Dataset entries

+ + + + +

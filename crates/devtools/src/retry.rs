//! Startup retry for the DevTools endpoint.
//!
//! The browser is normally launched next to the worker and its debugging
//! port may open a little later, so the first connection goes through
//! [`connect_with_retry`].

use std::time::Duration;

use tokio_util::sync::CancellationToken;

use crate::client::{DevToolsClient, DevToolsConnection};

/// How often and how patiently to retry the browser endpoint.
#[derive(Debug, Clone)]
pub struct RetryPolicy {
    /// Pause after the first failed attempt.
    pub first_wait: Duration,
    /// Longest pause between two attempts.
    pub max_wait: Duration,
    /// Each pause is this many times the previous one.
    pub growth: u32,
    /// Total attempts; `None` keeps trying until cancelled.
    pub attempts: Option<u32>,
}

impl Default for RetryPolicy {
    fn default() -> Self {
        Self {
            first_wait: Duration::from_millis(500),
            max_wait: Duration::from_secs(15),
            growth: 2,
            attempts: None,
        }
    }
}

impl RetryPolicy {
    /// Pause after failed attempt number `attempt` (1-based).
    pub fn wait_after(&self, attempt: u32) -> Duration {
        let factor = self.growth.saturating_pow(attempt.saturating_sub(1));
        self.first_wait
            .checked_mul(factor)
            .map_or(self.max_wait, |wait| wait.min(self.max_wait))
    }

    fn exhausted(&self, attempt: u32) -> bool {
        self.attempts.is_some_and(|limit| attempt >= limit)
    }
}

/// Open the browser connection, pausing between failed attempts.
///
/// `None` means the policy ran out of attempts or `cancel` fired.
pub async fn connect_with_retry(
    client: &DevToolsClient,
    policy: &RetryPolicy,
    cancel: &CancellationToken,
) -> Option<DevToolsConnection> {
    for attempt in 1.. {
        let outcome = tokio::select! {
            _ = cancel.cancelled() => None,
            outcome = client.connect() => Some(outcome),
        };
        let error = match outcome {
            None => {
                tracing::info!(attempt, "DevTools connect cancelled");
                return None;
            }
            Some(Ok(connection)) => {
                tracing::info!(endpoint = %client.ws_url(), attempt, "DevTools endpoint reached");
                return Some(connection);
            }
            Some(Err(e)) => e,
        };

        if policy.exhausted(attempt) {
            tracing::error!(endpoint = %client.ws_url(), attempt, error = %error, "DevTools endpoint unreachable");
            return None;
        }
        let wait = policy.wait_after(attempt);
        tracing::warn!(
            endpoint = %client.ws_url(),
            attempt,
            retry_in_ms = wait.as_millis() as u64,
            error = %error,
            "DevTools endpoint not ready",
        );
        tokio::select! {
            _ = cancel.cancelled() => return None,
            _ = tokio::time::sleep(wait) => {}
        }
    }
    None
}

+ + + + +

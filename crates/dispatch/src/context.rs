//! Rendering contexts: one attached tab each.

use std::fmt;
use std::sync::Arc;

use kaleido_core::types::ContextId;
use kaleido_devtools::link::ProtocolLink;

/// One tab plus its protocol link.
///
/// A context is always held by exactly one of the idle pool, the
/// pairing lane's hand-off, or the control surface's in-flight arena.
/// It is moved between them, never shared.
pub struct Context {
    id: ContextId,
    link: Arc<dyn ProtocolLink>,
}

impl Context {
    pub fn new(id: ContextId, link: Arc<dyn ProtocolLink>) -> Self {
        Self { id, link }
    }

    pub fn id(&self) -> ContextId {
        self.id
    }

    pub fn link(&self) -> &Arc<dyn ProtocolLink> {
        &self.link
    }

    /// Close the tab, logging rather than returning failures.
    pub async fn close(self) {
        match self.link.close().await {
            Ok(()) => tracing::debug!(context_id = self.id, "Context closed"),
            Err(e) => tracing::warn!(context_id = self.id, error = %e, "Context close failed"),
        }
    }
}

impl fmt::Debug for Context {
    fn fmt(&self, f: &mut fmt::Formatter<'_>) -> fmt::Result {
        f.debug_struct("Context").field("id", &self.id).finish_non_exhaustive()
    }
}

+ + + + +

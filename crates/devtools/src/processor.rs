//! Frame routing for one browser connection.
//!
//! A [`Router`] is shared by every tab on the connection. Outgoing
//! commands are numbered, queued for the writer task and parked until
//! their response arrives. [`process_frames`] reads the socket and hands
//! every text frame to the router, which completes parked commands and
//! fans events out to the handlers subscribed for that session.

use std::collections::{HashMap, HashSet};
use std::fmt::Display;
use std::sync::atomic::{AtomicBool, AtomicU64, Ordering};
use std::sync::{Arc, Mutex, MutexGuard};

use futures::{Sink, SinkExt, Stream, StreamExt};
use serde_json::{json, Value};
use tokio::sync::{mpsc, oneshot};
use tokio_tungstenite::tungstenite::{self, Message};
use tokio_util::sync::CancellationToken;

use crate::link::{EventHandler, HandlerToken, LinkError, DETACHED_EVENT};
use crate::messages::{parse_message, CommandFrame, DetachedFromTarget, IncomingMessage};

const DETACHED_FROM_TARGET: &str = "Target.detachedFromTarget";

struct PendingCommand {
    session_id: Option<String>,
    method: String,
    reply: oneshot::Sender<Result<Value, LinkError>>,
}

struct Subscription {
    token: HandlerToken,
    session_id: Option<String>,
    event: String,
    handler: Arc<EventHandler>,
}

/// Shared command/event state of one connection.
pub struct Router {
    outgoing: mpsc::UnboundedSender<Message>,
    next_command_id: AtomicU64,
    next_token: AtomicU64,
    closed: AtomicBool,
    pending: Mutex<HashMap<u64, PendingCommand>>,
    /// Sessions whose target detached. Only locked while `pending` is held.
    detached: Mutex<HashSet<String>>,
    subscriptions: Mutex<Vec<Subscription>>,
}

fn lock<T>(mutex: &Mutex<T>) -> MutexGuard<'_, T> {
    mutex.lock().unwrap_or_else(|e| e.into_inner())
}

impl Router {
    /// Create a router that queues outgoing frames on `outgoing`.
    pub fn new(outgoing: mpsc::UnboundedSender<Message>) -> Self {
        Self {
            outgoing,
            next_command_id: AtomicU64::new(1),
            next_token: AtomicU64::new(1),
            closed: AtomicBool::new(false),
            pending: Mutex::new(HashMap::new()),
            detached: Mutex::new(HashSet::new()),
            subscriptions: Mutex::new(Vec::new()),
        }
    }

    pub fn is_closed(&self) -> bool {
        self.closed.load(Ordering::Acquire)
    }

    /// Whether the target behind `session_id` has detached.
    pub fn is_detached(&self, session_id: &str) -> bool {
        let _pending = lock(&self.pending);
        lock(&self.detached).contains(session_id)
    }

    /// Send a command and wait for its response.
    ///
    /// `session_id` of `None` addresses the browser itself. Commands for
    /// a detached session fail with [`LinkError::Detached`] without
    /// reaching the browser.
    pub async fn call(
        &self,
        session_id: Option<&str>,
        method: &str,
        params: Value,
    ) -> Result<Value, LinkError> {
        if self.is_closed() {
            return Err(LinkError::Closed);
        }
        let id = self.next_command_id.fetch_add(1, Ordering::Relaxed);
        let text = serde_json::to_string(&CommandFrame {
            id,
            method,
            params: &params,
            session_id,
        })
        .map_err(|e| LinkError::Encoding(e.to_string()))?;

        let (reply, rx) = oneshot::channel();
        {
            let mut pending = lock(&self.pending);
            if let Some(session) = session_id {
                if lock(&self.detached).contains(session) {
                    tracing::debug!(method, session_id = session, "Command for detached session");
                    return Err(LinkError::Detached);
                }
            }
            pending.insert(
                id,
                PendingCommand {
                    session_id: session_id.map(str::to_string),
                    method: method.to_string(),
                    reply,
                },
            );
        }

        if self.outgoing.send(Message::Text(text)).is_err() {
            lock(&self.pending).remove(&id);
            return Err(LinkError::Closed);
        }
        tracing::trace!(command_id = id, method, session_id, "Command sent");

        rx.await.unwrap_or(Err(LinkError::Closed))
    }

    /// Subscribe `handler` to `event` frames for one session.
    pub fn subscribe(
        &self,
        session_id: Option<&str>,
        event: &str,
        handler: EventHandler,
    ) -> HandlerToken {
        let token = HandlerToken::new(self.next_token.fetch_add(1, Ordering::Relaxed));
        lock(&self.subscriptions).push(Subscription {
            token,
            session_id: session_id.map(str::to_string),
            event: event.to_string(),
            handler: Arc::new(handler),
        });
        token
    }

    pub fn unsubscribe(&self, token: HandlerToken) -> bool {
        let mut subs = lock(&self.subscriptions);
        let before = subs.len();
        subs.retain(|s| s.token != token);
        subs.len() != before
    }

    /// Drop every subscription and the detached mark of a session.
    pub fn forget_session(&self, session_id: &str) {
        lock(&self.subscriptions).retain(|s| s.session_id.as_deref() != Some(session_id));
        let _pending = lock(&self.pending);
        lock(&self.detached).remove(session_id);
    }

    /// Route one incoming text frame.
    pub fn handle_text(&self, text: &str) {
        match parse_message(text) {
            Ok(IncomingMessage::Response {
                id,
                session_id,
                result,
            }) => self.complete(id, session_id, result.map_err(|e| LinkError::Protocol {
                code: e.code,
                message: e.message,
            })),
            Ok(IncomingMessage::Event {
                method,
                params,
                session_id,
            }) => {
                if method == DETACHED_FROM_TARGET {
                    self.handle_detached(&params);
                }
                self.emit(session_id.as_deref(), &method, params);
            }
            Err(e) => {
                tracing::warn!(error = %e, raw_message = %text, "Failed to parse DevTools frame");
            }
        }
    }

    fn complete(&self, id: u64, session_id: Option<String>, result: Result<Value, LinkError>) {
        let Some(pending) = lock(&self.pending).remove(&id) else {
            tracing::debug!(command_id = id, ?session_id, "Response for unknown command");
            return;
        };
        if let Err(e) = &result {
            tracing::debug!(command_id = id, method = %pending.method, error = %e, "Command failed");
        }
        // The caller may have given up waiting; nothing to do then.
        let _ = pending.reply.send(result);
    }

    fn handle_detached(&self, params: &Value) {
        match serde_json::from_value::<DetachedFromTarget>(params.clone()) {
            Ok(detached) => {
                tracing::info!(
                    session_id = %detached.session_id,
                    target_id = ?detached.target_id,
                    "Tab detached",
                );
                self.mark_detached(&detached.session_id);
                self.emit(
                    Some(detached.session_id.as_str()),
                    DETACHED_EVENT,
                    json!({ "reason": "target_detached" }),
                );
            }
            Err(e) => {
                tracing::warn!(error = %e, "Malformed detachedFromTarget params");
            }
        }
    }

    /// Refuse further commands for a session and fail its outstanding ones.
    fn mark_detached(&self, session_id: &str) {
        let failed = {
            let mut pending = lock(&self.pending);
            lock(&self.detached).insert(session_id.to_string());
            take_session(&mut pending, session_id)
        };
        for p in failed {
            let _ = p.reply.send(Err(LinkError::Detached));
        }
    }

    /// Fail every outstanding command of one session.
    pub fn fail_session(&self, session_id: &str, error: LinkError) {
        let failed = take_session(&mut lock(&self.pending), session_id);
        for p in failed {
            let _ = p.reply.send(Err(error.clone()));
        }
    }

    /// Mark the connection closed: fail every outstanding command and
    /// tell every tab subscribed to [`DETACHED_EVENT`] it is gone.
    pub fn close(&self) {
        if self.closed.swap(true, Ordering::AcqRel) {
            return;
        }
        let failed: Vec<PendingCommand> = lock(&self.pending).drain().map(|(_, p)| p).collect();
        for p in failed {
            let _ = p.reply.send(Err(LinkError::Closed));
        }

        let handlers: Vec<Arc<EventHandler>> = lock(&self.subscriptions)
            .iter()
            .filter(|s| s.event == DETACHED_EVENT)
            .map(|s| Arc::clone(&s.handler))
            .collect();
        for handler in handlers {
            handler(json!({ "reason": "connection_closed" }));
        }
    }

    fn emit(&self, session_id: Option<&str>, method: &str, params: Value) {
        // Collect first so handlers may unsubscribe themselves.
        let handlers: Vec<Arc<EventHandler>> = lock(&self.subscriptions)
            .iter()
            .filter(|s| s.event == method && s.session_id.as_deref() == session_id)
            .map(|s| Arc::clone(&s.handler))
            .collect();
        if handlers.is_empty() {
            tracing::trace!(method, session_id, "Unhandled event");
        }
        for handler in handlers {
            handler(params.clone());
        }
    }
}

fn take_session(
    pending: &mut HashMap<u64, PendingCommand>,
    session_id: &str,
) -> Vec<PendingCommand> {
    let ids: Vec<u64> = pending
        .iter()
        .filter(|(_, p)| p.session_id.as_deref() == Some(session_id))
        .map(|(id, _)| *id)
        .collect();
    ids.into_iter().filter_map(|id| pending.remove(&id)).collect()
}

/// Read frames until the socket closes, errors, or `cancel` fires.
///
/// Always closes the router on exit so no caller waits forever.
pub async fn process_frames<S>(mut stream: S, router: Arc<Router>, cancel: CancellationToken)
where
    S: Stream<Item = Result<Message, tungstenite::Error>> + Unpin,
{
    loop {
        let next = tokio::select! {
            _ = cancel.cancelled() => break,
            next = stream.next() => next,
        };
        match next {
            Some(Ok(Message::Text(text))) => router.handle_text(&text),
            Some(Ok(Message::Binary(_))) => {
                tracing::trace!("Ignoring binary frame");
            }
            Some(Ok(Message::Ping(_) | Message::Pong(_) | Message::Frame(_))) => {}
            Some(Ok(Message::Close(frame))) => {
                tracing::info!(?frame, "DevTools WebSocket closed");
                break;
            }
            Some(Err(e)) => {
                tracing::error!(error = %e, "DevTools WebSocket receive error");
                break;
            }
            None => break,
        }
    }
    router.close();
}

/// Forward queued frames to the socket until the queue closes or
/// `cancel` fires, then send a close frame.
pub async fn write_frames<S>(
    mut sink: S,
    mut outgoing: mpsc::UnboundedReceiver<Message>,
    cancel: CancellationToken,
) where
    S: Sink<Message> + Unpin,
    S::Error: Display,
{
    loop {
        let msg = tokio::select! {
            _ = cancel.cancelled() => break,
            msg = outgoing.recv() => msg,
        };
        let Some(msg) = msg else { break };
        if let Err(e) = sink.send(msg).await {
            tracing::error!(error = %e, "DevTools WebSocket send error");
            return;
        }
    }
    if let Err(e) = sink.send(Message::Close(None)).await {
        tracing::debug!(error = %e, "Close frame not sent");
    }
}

+ + + + +

What the task asks:
From the entries above, print the lines beginning at the one with "filename crates/devtools/src/retry.rs" and stopping after the one with "self.attempts.is_some_and(|limit| attempt >= limit)", exactly as written and with nothing else.

Solved problem:
filename crates/devtools/src/retry.rs
//! Startup retry for the DevTools endpoint.
//!
//! The browser is normally launched next to the worker and its debugging
//! port may open a little later, so the first connection goes through
//! [`connect_with_retry`].

use std::time::Duration;

use tokio_util::sync::CancellationToken;

use crate::client::{DevToolsClient, DevToolsConnection};

/// How often and how patiently to retry the browser endpoint.
#[derive(Debug, Clone)]
pub struct RetryPolicy {
    /// Pause after the first failed attempt.
    pub first_wait: Duration,
    /// Longest pause between two attempts.
    pub max_wait: Duration,
    /// Each pause is this many times the previous one.
    pub growth: u32,
    /// Total attempts; `None` keeps trying until cancelled.
    pub attempts: Option<u32>,
}

impl Default for RetryPolicy {
    fn default() -> Self {
        Self {
            first_wait: Duration::from_millis(500),
            max_wait: Duration::from_secs(15),
            growth: 2,
            attempts: None,
        }
    }
}

impl RetryPolicy {
    /// Pause after failed attempt number `attempt` (1-based).
    pub fn wait_after(&self, attempt: u32) -> Duration {
        let factor = self.growth.saturating_pow(attempt.saturating_sub(1));
        self.first_wait
            .checked_mul(factor)
            .map_or(self.max_wait, |wait| wait.min(self.max_wait))
    }

    fn exhausted(&self, attempt: u32) -> bool {
        self.attempts.is_some_and(|limit| attempt >= limit)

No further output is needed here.